Example: Hemoglobin _ Found in red blood cells, hemoglobin is a protein responsible for carrying oxygen from the lungs to tissues throughout the body.

2):  Carbohydrates:

Examples: Glucose _ Glucose is a simple sugar and a primary source  of energy for cells. It is commonly found in fruits, vegetables, and other foods.

3):  Lipids :

Example: Triglycerides _ Triglycerides are a type of lipid found in fats and oils. They serve as a long _ term energy storage form in the body.

4): NucleicAcids: 

Example:  DNA  ( Deoxyribonucleic Acid) __ DNA is the genetic material that carries the hereditary information of an organism. It contains the instructions for building and maintaining the organism's structure and functions. 

5):  RNA ( RibonucleicAcid) _ RNA is involved in the process of protein synthesis by translating the genetic information from DNA and aiding in the synthesis of proteins. 

  Each of these macromolecules perform critical functions in living organisms, and  they work together to sustain life and ensure the proper functioning of cells and tissues. 

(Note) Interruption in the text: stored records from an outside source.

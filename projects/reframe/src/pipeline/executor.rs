// Batch executors: where a batch actually runs (worker thread or worker process)

use crate::error::{PipelineError, PipelineResult};
use crate::pipeline::transformer::transform_batch;
use crate::pipeline::types::{BatchReport, BatchRequest, TransformResult};
use std::io::{Read, Write};
use std::path::PathBuf;
use std::process::{Command, Stdio};
use std::sync::Arc;

/// CLI subcommand a worker process is started with.
pub const WORKER_SUBCOMMAND: &str = "transform-batch";

/// Runs one batch to completion. Never fails as a whole: anything that goes
/// wrong is folded into per-unit failures of the returned report.
pub trait BatchExecutor: Send + Sync {
    fn execute(&self, request: &BatchRequest) -> BatchReport;
}

#[derive(Debug, Clone, Copy, PartialEq, Eq, clap::ValueEnum)]
pub enum WorkerBackend {
    /// Every batch runs in a child process (crash isolation).
    Process,
    /// Every batch runs on a pool thread inside this process.
    Thread,
}

impl WorkerBackend {
    pub fn build(self) -> PipelineResult<Arc<dyn BatchExecutor>> {
        Ok(match self {
            WorkerBackend::Process => Arc::new(ProcessExecutor::current()?),
            WorkerBackend::Thread => Arc::new(ThreadExecutor),
        })
    }
}

/// In-process execution on the calling pool thread.
#[derive(Debug, Default, Clone, Copy)]
pub struct ThreadExecutor;

impl BatchExecutor for ThreadExecutor {
    fn execute(&self, request: &BatchRequest) -> BatchReport {
        transform_batch(request)
    }
}

/// Re-invokes an executable with `WORKER_SUBCOMMAND`; the batch goes in on
/// stdin and the report comes back on stdout, both as JSON.
#[derive(Debug, Clone)]
pub struct ProcessExecutor {
    exe: PathBuf,
}

impl ProcessExecutor {
    pub fn new(exe: impl Into<PathBuf>) -> Self {
        Self { exe: exe.into() }
    }

    /// Executor that spawns the currently running binary.
    pub fn current() -> PipelineResult<Self> {
        Ok(Self::new(std::env::current_exe()?))
    }

    fn run_child(&self, request: &BatchRequest) -> PipelineResult<BatchReport> {
        let mut child = Command::new(&self.exe)
            .arg(WORKER_SUBCOMMAND)
            .stdin(Stdio::piped())
            .stdout(Stdio::piped())
            .stderr(Stdio::inherit())
            .spawn()?;

        {
            let mut stdin = child
                .stdin
                .take()
                .ok_or_else(|| PipelineError::Worker("worker stdin not captured".to_string()))?;
            serde_json::to_writer(&mut stdin, request)?;
            stdin.flush()?;
            // stdin drops here so the worker sees EOF
        }

        let output = child.wait_with_output()?;
        if !output.status.success() {
            return Err(PipelineError::Worker(format!(
                "worker process exited with {}",
                output.status
            )));
        }

        let report: BatchReport = serde_json::from_slice(&output.stdout)?;
        Ok(reconcile(request, report))
    }
}

impl BatchExecutor for ProcessExecutor {
    fn execute(&self, request: &BatchRequest) -> BatchReport {
        match self.run_child(request) {
            Ok(report) => report,
            Err(e) => {
                tracing::error!("Batch {}: worker process failed: {}", request.batch_index, e);
                BatchReport::all_failed(request, &e.to_string())
            }
        }
    }
}

/// Align a worker's report with what was asked: one result per requested unit,
/// in request order. Units the worker did not report on count as failed.
pub fn reconcile(request: &BatchRequest, mut report: BatchReport) -> BatchReport {
    let results = request
        .units
        .iter()
        .map(|unit| {
            match report.results.iter().position(|r| r.unit() == unit) {
                Some(pos) => report.results.swap_remove(pos),
                None => TransformResult::Failed {
                    unit: unit.clone(),
                    error: "no result reported by worker".to_string(),
                },
            }
        })
        .collect();

    BatchReport {
        batch_index: request.batch_index,
        results,
    }
}

/// Worker-process entry point: one batch request in, one report out.
pub fn run_worker<R: Read, W: Write>(reader: R, mut writer: W) -> PipelineResult<()> {
    let request: BatchRequest = serde_json::from_reader(reader)?;
    tracing::debug!(
        "Worker {}: batch {} with {} units",
        std::process::id(),
        request.batch_index,
        request.units.len()
    );
    let report = transform_batch(&request);
    serde_json::to_writer(&mut writer, &report)?;
    writer.flush()?;
    Ok(())
}

#[cfg(test)]
mod tests {
    use super::*;
    use crate::pipeline::session::TransformKind;
    use crate::pipeline::types::frame_file_name;
    use image::{Rgb, RgbImage};
    use std::io::Cursor;

    fn request_for(dir: &std::path::Path, units: Vec<String>) -> BatchRequest {
        BatchRequest {
            batch_index: 7,
            kind: TransformKind::ColorGrade,
            input_dir: dir.to_path_buf(),
            output_dir: dir.join("out"),
            units,
        }
    }

    #[test]
    fn test_reconcile_fills_missing_and_reorders() {
        let dir = tempfile::tempdir().unwrap();
        let units: Vec<String> = (1..=3).map(frame_file_name).collect();
        let request = request_for(dir.path(), units.clone());

        let report = BatchReport {
            batch_index: 99,
            results: vec![
                TransformResult::Transformed {
                    unit: units[2].clone(),
                    output: dir.path().join(&units[2]),
                },
                TransformResult::Transformed {
                    unit: units[0].clone(),
                    output: dir.path().join(&units[0]),
                },
                TransformResult::Transformed {
                    unit: "frame_000042.png".to_string(),
                    output: dir.path().join("frame_000042.png"),
                },
            ],
        };

        let reconciled = reconcile(&request, report);
        assert_eq!(reconciled.batch_index, 7);
        let order: Vec<&str> = reconciled.results.iter().map(|r| r.unit()).collect();
        assert_eq!(order, vec![units[0].as_str(), units[1].as_str(), units[2].as_str()]);
        assert!(!reconciled.results[1].is_success());
        assert_eq!(reconciled.succeeded(), 2);
    }

    #[test]
    fn test_run_worker_round_trip() {
        let dir = tempfile::tempdir().unwrap();
        std::fs::create_dir(dir.path().join("out")).unwrap();
        let units: Vec<String> = (1..=2).map(frame_file_name).collect();
        for unit in &units {
            RgbImage::from_pixel(4, 4, Rgb([10, 20, 30]))
                .save(dir.path().join(unit))
                .unwrap();
        }

        let request = request_for(dir.path(), units);
        let input = serde_json::to_vec(&request).unwrap();
        let mut output = Vec::new();
        run_worker(Cursor::new(input), &mut output).unwrap();

        let report: BatchReport = serde_json::from_slice(&output).unwrap();
        assert_eq!(report.batch_index, 7);
        assert_eq!(report.succeeded(), 2);
        assert!(dir.path().join("out").join(frame_file_name(1)).is_file());
    }

    #[test]
    fn test_run_worker_rejects_garbage() {
        let mut output = Vec::new();
        assert!(run_worker(Cursor::new(b"{not json".to_vec()), &mut output).is_err());
        assert!(output.is_empty());
    }

    #[test]
    fn test_process_executor_spawn_failure_fails_batch() {
        let dir = tempfile::tempdir().unwrap();
        let units: Vec<String> = (1..=3).map(frame_file_name).collect();
        let request = request_for(dir.path(), units);

        let executor = ProcessExecutor::new(dir.path().join("no-such-worker"));
        let report = executor.execute(&request);

        assert_eq!(report.batch_index, 7);
        assert_eq!(report.results.len(), 3);
        assert_eq!(report.succeeded(), 0);
    }

    /// Executable shell script standing in for the worker binary.
    #[cfg(unix)]
    fn worker_script(dir: &std::path::Path, body: &str) -> PathBuf {
        use std::os::unix::fs::PermissionsExt;

        let path = dir.join("worker.sh");
        std::fs::write(&path, format!("#!/bin/sh\n{}\n", body)).unwrap();
        std::fs::set_permissions(&path, std::fs::Permissions::from_mode(0o755)).unwrap();
        path
    }

    #[cfg(unix)]
    #[test]
    fn test_process_executor_nonzero_exit_fails_batch() {
        let dir = tempfile::tempdir().unwrap();
        let request = request_for(dir.path(), (1..=3).map(frame_file_name).collect());

        let report = ProcessExecutor::new("/bin/false").execute(&request);

        assert_eq!(report.batch_index, 7);
        assert_eq!(report.results.len(), 3);
        assert_eq!(report.succeeded(), 0);
    }

    #[cfg(unix)]
    #[test]
    fn test_process_executor_garbage_output_fails_batch() {
        let dir = tempfile::tempdir().unwrap();
        let request = request_for(dir.path(), (1..=3).map(frame_file_name).collect());
        let script = worker_script(dir.path(), "cat >/dev/null\necho 'segfault imminent'");

        let report = ProcessExecutor::new(script).execute(&request);

        assert_eq!(report.results.len(), 3);
        assert_eq!(report.succeeded(), 0);
    }

    #[cfg(unix)]
    #[test]
    fn test_process_executor_reads_child_report() {
        let dir = tempfile::tempdir().unwrap();
        let request = request_for(dir.path(), (1..=3).map(frame_file_name).collect());
        // Only answers for the first unit and only when started as a worker
        let script = worker_script(
            dir.path(),
            r#"[ "$1" = transform-batch ] || exit 3
grep -q frame_000003.png || exit 4
echo '{"batch_index":7,"results":[{"status":"transformed","unit":"frame_000001.png","output":"/x"}]}'"#,
        );

        let report = ProcessExecutor::new(script).execute(&request);

        assert_eq!(report.batch_index, 7);
        let order: Vec<&str> = report.results.iter().map(|r| r.unit()).collect();
        assert_eq!(order, vec!["frame_000001.png", "frame_000002.png", "frame_000003.png"]);
        assert_eq!(report.succeeded(), 1);
        assert_eq!(report.results[0].output(), Some(std::path::Path::new("/x")));
    }
}
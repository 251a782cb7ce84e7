mod cli;
mod error;
mod pipeline;
mod run_artifacts;
mod run_context;
mod video;
mod web;

use anyhow::Result;
use cli::{Args, Command};
use pipeline::executor::run_worker;
use tracing_subscriber::EnvFilter;
use video::processor::process_video;
use web::server::run_server;

fn main() -> Result<()> {
    // Load environment variables from .env if present
    dotenvy::dotenv().ok();

    // Logs go to stderr; stdout carries the worker protocol and the CLI report
    tracing_subscriber::fmt()
        .with_env_filter(EnvFilter::try_from_default_env().unwrap_or_else(|_| EnvFilter::new("info")))
        .with_writer(std::io::stderr)
        .init();

    let args = Args::parse_args();

    match args.command {
        Command::Serve(serve) => {
            let runtime = tokio::runtime::Runtime::new()?;
            runtime.block_on(run_server(serve))?;
        }
        Command::Run(run) => {
            let report = process_video(run)?;
            println!("{}", serde_json::to_string_pretty(&report)?);
        }
        Command::TransformBatch => {
            run_worker(std::io::stdin().lock(), std::io::stdout().lock())?;
        }
    }

    Ok(())
}
// Reassembler: one encode over every surviving processed unit

use crate::error::{PipelineError, PipelineResult};
use crate::pipeline::extract::list_units;
use crate::video::{EncodeRequest, MediaCodec};
use std::path::{Path, PathBuf};

/// Processed units present in `output_dir`, in frame order. Failed units leave
/// gaps; the survivors keep their relative order.
pub fn surviving_units(output_dir: &Path) -> PipelineResult<Vec<PathBuf>> {
    Ok(list_units(output_dir)?
        .into_iter()
        .map(|unit| output_dir.join(unit))
        .collect())
}

/// Encode the surviving units (plus optional audio) into `output` with a
/// single codec invocation. Returns the number of frames encoded.
pub fn reassemble(
    codec: &dyn MediaCodec,
    output_dir: &Path,
    fps: f64,
    audio: Option<&Path>,
    output: &Path,
    total_units: usize,
) -> PipelineResult<usize> {
    let frames = surviving_units(output_dir)?;
    if frames.is_empty() {
        return Err(PipelineError::NoSurvivingUnits { total: total_units });
    }

    let encoded = frames.len();
    if encoded < total_units {
        tracing::warn!(
            "Reassembling with {} of {} frames; {} missing",
            encoded,
            total_units,
            total_units - encoded
        );
    }

    codec.encode(&EncodeRequest {
        frames,
        fps,
        audio: audio.map(Path::to_path_buf),
        output: output.to_path_buf(),
    })?;

    if !output.is_file() {
        return Err(PipelineError::tool_failed(
            "encoder",
            format!("no output written to {}", output.display()),
            None,
            None,
        ));
    }

    tracing::info!("Wrote {} ({} frames at {:.3} fps)", output.display(), encoded, fps);
    Ok(encoded)
}
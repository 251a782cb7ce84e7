//! FFprobe stream information.

use super::MediaInfo;
use crate::error::{PipelineError, PipelineResult};
use serde::Deserialize;

pub const DEFAULT_FPS: f64 = 30.0;

#[derive(Debug, Deserialize)]
struct FfprobeOutput {
    #[serde(default)]
    streams: Vec<FfprobeStream>,
}

#[derive(Debug, Deserialize)]
struct FfprobeStream {
    // Data and attachment streams may omit it
    #[serde(default)]
    codec_type: String,
    width: Option<u32>,
    height: Option<u32>,
    r_frame_rate: Option<String>,
    avg_frame_rate: Option<String>,
}

/// Arguments for `ffprobe` producing the JSON that `parse_probe_output` reads.
pub fn probe_args(input: &str) -> Vec<String> {
    vec![
        "-v".to_string(),
        "quiet".to_string(),
        "-print_format".to_string(),
        "json".to_string(),
        "-show_streams".to_string(),
        input.to_string(),
    ]
}

pub fn parse_probe_output(json: &[u8]) -> PipelineResult<MediaInfo> {
    let probe: FfprobeOutput = serde_json::from_slice(json)?;

    let video = probe
        .streams
        .iter()
        .find(|s| s.codec_type == "video")
        .ok_or_else(|| {
            PipelineError::tool_failed("ffprobe", "no video stream found", None, None)
        })?;

    let fps = video
        .avg_frame_rate
        .as_deref()
        .and_then(parse_frame_rate)
        .or_else(|| video.r_frame_rate.as_deref().and_then(parse_frame_rate))
        .unwrap_or_else(|| {
            tracing::warn!("Could not determine frame rate, defaulting to {}", DEFAULT_FPS);
            DEFAULT_FPS
        });

    Ok(MediaInfo {
        fps,
        has_audio: probe.streams.iter().any(|s| s.codec_type == "audio"),
        width: video.width.unwrap_or(0),
        height: video.height.unwrap_or(0),
    })
}

/// Parse "30000/1001" or "29.97". Zero and "0/0" count as unknown.
pub fn parse_frame_rate(s: &str) -> Option<f64> {
    let fps = if let Some((num, den)) = s.split_once('/') {
        let num: f64 = num.trim().parse().ok()?;
        let den: f64 = den.trim().parse().ok()?;
        if den <= 0.0 {
            return None;
        }
        num / den
    } else {
        s.trim().parse().ok()?
    };

    if fps.is_finite() && fps > 0.0 {
        Some(fps)
    } else {
        None
    }
}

General Features of Macromolecules :

Being  polymers , the macromolecules are large, complex and have high molecular weights. However, they have poor solubility. In macromolecules, 

  (i) Covalent bonds between monomers are formed by elimination of water, a process called dehydration or condensation;
 
 ( ii) Formation of bonds requires energy and specific enzymes; and 

( iii) bonds between monomers are broken by addition of water, a process termed hydrolysis ( G.hydro = water, lysis = break).

  The macromolecules may be branched or unbranched.  Differences between human siblings are due to variations in polymers, specially DNA and proteins.  Molecular differences between unrelated individuals are greater and between species still greater. 

  For the formation of a bond between two monomers, one monomer provides a hydroxyle group ( ___ OH) and the other contributes a hydrogen ( __ H) to form water, which is lost. When a bond between two monomers breaks on addition of a water molecule, a hydrogen ( __ H) from water joins one monomer and a hydroxyle ( __ OH) attaches to the adjacent monomer.